• **EXERCISE DESCRIPTION**: Restate the entries below word for word, omitting nothing.

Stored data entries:
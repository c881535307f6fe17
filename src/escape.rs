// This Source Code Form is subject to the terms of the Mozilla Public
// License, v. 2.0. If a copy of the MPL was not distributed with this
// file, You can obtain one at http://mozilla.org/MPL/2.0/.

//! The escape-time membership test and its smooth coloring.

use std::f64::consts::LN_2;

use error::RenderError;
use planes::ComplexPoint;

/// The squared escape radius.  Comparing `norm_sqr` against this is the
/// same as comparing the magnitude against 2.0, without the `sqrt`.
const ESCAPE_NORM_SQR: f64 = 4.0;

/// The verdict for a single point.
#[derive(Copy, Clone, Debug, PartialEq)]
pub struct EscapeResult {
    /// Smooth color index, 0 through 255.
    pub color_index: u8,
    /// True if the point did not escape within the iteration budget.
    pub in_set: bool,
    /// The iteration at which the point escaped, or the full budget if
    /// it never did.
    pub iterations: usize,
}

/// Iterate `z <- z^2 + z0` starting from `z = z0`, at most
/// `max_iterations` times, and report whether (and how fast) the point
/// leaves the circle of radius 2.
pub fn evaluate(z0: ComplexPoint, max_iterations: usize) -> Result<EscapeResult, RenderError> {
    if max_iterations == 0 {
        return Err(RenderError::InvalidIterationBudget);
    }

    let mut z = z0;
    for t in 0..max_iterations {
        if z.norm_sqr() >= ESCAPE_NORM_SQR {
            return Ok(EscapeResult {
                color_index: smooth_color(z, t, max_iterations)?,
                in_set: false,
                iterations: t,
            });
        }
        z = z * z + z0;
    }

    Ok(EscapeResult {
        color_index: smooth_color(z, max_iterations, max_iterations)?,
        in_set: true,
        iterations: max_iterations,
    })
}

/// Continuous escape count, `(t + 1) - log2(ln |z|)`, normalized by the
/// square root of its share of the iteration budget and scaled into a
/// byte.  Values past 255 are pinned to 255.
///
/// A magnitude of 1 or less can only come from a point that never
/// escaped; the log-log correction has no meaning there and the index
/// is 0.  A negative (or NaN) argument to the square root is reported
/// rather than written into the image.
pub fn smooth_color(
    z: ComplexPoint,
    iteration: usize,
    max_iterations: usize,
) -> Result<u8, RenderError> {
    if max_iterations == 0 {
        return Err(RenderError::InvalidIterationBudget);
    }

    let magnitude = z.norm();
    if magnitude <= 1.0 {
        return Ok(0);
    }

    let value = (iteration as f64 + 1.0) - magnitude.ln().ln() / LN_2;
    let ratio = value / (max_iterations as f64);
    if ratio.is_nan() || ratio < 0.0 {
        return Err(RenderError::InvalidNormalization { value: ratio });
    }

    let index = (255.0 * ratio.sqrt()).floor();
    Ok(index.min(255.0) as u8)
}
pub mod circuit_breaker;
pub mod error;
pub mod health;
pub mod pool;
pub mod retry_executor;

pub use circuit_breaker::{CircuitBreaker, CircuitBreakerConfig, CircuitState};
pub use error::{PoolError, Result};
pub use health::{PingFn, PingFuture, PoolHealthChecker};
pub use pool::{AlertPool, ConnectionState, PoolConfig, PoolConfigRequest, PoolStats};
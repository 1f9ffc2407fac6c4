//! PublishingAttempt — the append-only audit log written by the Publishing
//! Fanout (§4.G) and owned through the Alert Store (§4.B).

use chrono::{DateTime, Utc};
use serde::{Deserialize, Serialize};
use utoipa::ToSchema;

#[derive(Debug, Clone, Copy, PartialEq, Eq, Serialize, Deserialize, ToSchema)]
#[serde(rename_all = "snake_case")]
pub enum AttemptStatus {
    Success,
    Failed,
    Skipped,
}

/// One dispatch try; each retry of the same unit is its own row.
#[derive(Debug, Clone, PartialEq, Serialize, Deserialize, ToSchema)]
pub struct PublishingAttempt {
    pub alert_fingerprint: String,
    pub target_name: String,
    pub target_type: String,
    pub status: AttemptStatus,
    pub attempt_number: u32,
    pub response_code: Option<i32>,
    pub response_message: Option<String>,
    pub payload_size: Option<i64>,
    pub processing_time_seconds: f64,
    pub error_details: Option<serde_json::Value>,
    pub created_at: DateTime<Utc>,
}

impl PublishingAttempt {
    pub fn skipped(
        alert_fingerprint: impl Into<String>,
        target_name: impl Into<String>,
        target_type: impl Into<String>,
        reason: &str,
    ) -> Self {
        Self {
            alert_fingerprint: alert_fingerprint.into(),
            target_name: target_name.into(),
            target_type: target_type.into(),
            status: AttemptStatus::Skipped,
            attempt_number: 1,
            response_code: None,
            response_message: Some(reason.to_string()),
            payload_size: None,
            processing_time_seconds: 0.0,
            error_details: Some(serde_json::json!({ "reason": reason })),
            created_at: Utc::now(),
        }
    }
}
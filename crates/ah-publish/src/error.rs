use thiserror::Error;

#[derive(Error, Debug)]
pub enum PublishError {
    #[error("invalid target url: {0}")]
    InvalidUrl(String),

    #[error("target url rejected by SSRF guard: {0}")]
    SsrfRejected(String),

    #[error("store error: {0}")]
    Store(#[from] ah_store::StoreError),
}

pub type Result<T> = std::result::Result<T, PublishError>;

• **RESULT**:
repository c881535307f6fe17
filename src/escape.rs
// This Source Code Form is subject to the terms of the Mozilla Public
// License, v. 2.0. If a copy of the MPL was not distributed with this
// file, You can obtain one at http://mozilla.org/MPL/2.0/.

//! The escape-time membership test and its smooth coloring.

use std::f64::consts::LN_2;

use error::RenderError;
use planes::ComplexPoint;

/// The squared escape radius.  Comparing `norm_sqr` against this is the
/// same as comparing the magnitude against 2.0, without the `sqrt`.
const ESCAPE_NORM_SQR: f64 = 4.0;

/// The verdict for a single point.
#[derive(Copy, Clone, Debug, PartialEq)]
pub struct EscapeResult {
    /// Smooth color index, 0 through 255.
    pub color_index: u8,
    /// True if the point did not escape within the iteration budget.
    pub in_set: bool,
    /// The iteration at which the point escaped, or the full budget if
    /// it never did.
    pub iterations: usize,
}

/// Iterate `z <- z^2 + z0` starting from `z = z0`, at most
/// `max_iterations` times, and report whether (and how fast) the point
/// leaves the circle of radius 2.
pub fn evaluate(z0: ComplexPoint, max_iterations: usize) -> Result<EscapeResult, RenderError> {
    if max_iterations == 0 {
        return Err(RenderError::InvalidIterationBudget);
    }

    let mut z = z0;
    for t in 0..max_iterations {
        if z.norm_sqr() >= ESCAPE_NORM_SQR {
            return Ok(EscapeResult {
                color_index: smooth_color(z, t, max_iterations)?,
                in_set: false,
                iterations: t,
            });
        }
        z = z * z + z0;
    }

    Ok(EscapeResult {
        color_index: smooth_color(z, max_iterations, max_iterations)?,
        in_set: true,
        iterations: max_iterations,
    })
}

/// Continuous escape count, `(t + 1) - log2(ln |z|)`, normalized by the
/// square root of its share of the iteration budget and scaled into a
/// byte.  Values past 255 are pinned to 255.
///
/// A magnitude of 1 or less can only come from a point that never
/// escaped; the log-log correction has no meaning there and the index
/// is 0.  A negative (or NaN) argument to the square root is reported
/// rather than written into the image.
pub fn smooth_color(
    z: ComplexPoint,
    iteration: usize,
    max_iterations: usize,
) -> Result<u8, RenderError> {
    if max_iterations == 0 {
        return Err(RenderError::InvalidIterationBudget);
    }

    let magnitude = z.norm();
    if magnitude <= 1.0 {
        return Ok(0);
    }

    let value = (iteration as f64 + 1.0) - magnitude.ln().ln() / LN_2;
    let ratio = value / (max_iterations as f64);
    if ratio.is_nan() || ratio < 0.0 {
        return Err(RenderError::InvalidNormalization { value: ratio });
    }

    let index = (255.0 * ratio.sqrt()).floor();
    Ok(index.min(255.0) as u8)
}
pub mod circuit_breaker;
pub mod error;
pub mod health;
pub mod pool;
pub mod retry_executor;

pub use circuit_breaker::{CircuitBreaker, CircuitBreakerConfig, CircuitState};
pub use error::{PoolError, Result};
pub use health::{PingFn, PingFuture, PoolHealthChecker};
pub use pool::{AlertPool, ConnectionState, PoolConfig, PoolConfigRequest, PoolStats};
repository 1f9ffc2407fac6c4
//! PublishingAttempt — the append-only audit log written by the Publishing
//! Fanout (§4.G) and owned through the Alert Store (§4.B).

use chrono::{DateTime, Utc};
use serde::{Deserialize, Serialize};
use utoipa::ToSchema;

#[derive(Debug, Clone, Copy, PartialEq, Eq, Serialize, Deserialize, ToSchema)]
#[serde(rename_all = "snake_case")]
pub enum AttemptStatus {
    Success,
    Failed,
    Skipped,
}

/// One dispatch try; each retry of the same unit is its own row.
#[derive(Debug, Clone, PartialEq, Serialize, Deserialize, ToSchema)]
pub struct PublishingAttempt {
    pub alert_fingerprint: String,
    pub target_name: String,
    pub target_type: String,
    pub status: AttemptStatus,
    pub attempt_number: u32,
    pub response_code: Option<i32>,
    pub response_message: Option<String>,
    pub payload_size: Option<i64>,
    pub processing_time_seconds: f64,
    pub error_details: Option<serde_json::Value>,
    pub created_at: DateTime<Utc>,
}

impl PublishingAttempt {
    pub fn skipped(
        alert_fingerprint: impl Into<String>,
        target_name: impl Into<String>,
        target_type: impl Into<String>,
        reason: &str,
    ) -> Self {
        Self {
            alert_fingerprint: alert_fingerprint.into(),
            target_name: target_name.into(),
            target_type: target_type.into(),
            status: AttemptStatus::Skipped,
            attempt_number: 1,
            response_code: None,
            response_message: Some(reason.to_string()),
            payload_size: None,
            processing_time_seconds: 0.0,
            error_details: Some(serde_json::json!({ "reason": reason })),
            created_at: Utc::now(),
        }
    }
}
filename crates/ah-publish/src/error.rs
use thiserror::Error;

#[derive(Error, Debug)]
pub enum PublishError {
    #[error("invalid target url: {0}")]
    InvalidUrl(String),

    #[error("target url rejected by SSRF guard: {0}")]
    SsrfRejected(String),

    #[error("store error: {0}")]
    Store(#[from] ah_store::StoreError),
}

pub type Result<T> = std::result::Result<T, PublishError>;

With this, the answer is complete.